We examined whether LbGP treatment exerts preventative effects on the depressive-like behaviors generated by long-term AS exposure. During the 28 days of exposure to AS (Figure 2A), LbGP was administered daily by gavage at a concentration of 5 mg/kg, the most effective concentration previously reported (Xing et al., 2016). We found that LbGP preventative treatment significantly decreased the anhedonia and behavioral despair examined by the sucrose preference test and forced swimming test, respectively (P = 0.0043, P = 0.0002; Figure 2B and C). LbGP preventative treatment also significantly decreased the anxiety-like behaviors (P = 0.0449; Figure 2D) without affecting the locomotor activities of the mice (P = 0.4263; Figure 2E). The above results suggest that LbGP preventative treatment could ameliorate the depressive and anxiety-like behaviors induced generated by long-term exposure to AS.

Figure 2.

Figure 2

LbGP preventative treatment decreases AS-induced depressive-like behaviors.
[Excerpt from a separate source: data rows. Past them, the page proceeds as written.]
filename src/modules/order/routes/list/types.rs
pub mod request {
    use crate::{
        modules::{auth::middleware::Auth, order::repository::Filters},
        utils::pagination::Pagination,
    };

    pub struct Payload {
        pub auth: Auth,
        pub pagination: Pagination,
        pub filters: Filters,
    }
}

pub mod response {
    use crate::{modules::order::repository::Order, utils::pagination::Paginated};
    use axum::{extract::Json, http::StatusCode, response::IntoResponse};
    use serde_json::json;

    pub enum Success {
        Orders(Paginated<Order>),
    }

    impl IntoResponse for Success {
        fn into_response(self) -> axum::response::Response {
            match self {
                Self::Orders(orders) => (StatusCode::OK, Json(json!(orders))).into_response(),
            }
        }
    }

    pub enum Error {
        FailedToFetchOrders,
    }

    impl IntoResponse for Error {
        fn into_response(self) -> axum::response::Response {
            match self {
                Self::FailedToFetchOrders => (
                    StatusCode::INTERNAL_SERVER_ERROR,
                    Json(json!({ "error": "Failed to fetch orders" })),
                )
                    .into_response(),
            }
        }
    }

    pub type Response = Result<Success, Error>;
}
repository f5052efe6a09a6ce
pub mod session;
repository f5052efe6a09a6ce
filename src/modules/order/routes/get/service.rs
use super::types::{request, response};
use crate::{
    modules::order::{repository, service as order_service},
    types::Context,
};
use std::sync::Arc;

pub async fn service(ctx: Arc<Context>, payload: request::Payload) -> response::Response {
    let order = repository::find_by_id(&ctx.db_conn.pool, payload.id)
        .await
        .map_err(|_| response::Error::FailedToFetchOrder)?
        .ok_or(response::Error::OrderNotFound)?;

    // Orders the user is not part of are reported as missing.
    order_service::resolve_actor(&ctx.db_conn.pool, &payload.auth.user, &order)
        .await
        .map_err(|_| response::Error::FailedToFetchOrder)?
        .ok_or(response::Error::OrderNotFound)?;

    let items = repository::find_items_by_order_id(&ctx.db_conn.pool, order.id.clone())
        .await
        .map_err(|_| response::Error::FailedToFetchOrder)?;

    Ok(response::Success::Order { order, items })
}
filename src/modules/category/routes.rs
use super::repository;
use axum::{
    extract::{Json, Path, Query, State},
    http::StatusCode,
    response::{IntoResponse, Response},
    routing::get,
    Router,
};
use serde::Deserialize;
use serde_json::json;
use std::sync::Arc;
use validator::Validate;

use crate::{
    modules::auth::middleware::AdminAuth,
    types::Context,
    utils::{pagination::Pagination, validation},
};

fn failure(err: repository::Error, message: &str) -> Response {
    match err {
        repository::Error::DuplicateName => (
            StatusCode::CONFLICT,
            Json(json!({ "error": "Category name already in use" })),
        )
            .into_response(),
        repository::Error::UnexpectedError => (
            StatusCode::INTERNAL_SERVER_ERROR,
            Json(json!({ "error": message })),
        )
            .into_response(),
    }
}

fn not_found() -> Response {
    (
        StatusCode::NOT_FOUND,
        Json(json!({ "error": "Category not found" })),
    )
        .into_response()
}

async fn get_categories(
    State(ctx): State<Arc<Context>>,
    pagination: Pagination,
    Query(filters): Query<repository::Filters>,
) -> Response {
    match repository::find_many(&ctx.db_conn.pool, pagination, filters).await {
        Ok(categories) => (StatusCode::OK, Json(json!(categories))).into_response(),
        Err(err) => failure(err, "Failed to fetch categories"),
    }
}

async fn get_category_by_id(State(ctx): State<Arc<Context>>, Path(id): Path<String>) -> Response {
    match repository::find_by_id(&ctx.db_conn.pool, id).await {
        Ok(Some(category)) => (StatusCode::OK, Json(json!(category))).into_response(),
        Ok(None) => not_found(),
        Err(err) => failure(err, "Failed to fetch category"),
    }
}

#[derive(Deserialize, Validate)]
struct CreateCategoryPayload {
    #[validate(length(min = 1, max = 100))]
    name: String,
    #[validate(url)]
    image: Option<String>,
}

async fn create_category(
    State(ctx): State<Arc<Context>>,
    _: AdminAuth,
    Json(payload): Json<CreateCategoryPayload>,
) -> Response {
    if let Err(errors) = validation::validate(&payload) {
        return errors.into_response();
    }

    match repository::create(
        &ctx.db_conn.pool,
        repository::CreateCategoryPayload {
            name: payload.name.trim().to_string(),
            image: payload.image,
        },
    )
    .await
    {
        Ok(category) => (StatusCode::CREATED, Json(json!(category))).into_response(),
        Err(err) => failure(err, "Category creation failed"),
    }
}

#[derive(Deserialize, Validate)]
struct UpdateCategoryPayload {
    #[validate(length(min = 1, max = 100))]
    name: Option<String>,
    #[validate(url)]
    image: Option<String>,
    is_active: Option<bool>,
}

async fn update_category(
    State(ctx): State<Arc<Context>>,
    _: AdminAuth,
    Path(id): Path<String>,
    Json(payload): Json<UpdateCategoryPayload>,
) -> Response {
    if let Err(errors) = validation::validate(&payload) {
        return errors.into_response();
    }

    match repository::update_by_id(
        &ctx.db_conn.pool,
        id,
        repository::UpdateCategoryPayload {
            name: payload.name.map(|name| name.trim().to_string()),
            image: payload.image,
            is_active: payload.is_active,
        },
    )
    .await
    {
        Ok(Some(category)) => (StatusCode::OK, Json(json!(category))).into_response(),
        Ok(None) => not_found(),
        Err(err) => failure(err, "Failed to update category"),
    }
}

async fn delete_category(
    State(ctx): State<Arc<Context>>,
    _: AdminAuth,
    Path(id): Path<String>,
) -> Response {
    match repository::soft_delete_by_id(&ctx.db_conn.pool, id).await {
        Ok(true) => (
            StatusCode::OK,
            Json(json!({ "message": "Category deleted successfully" })),
        )
            .into_response(),
        Ok(false) => not_found(),
        Err(err) => failure(err, "Failed to delete category"),
    }
}

pub fn get_router() -> Router<Arc<Context>> {
    Router::new()
        .route("/", get(get_categories).post(create_category))
        .route(
            "/:id",
            get(get_category_by_id)
                .patch(update_category)
                .delete(delete_category),
        )
}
(A) Schematic of the experimental design. LbGP was administered daily by gavage during the 28 days of exposure to AS, followed by behavioral evaluations. (B) LbGP preventative treatment increased the sucrose preference of mice with AS exposure (n = 10 animals/group, P < 0.0001). (C) LbGP preventative treatment reduced the duration of immobility of mice with AS exposure (n = 10 animals/group, P = 0.0024). (D) LbGP preventative treatment increased the center time of mice with AS exposure tested in the OFT (n = 9 in the AS + saline group; n = 9 for in the AS + LbGP group, P = 0.0184). (E) The total distances tested in the OFT did not change significantly (n = 9 animals in the AS + saline group; n = 9 animals in the AS + LbGP group, P = 0.4310). Data are expressed the mean ± SEM. *P < 0.05, **P < 0.01, ***P < 0.001 (Student’s t-test). AS: Aversive stimuli; FST: forced swimming test; LbGP: Lycium barbarum polysaccharide-glycoprotein; ns: no significant difference; OFT: open field test; SPT: sucrose preference test.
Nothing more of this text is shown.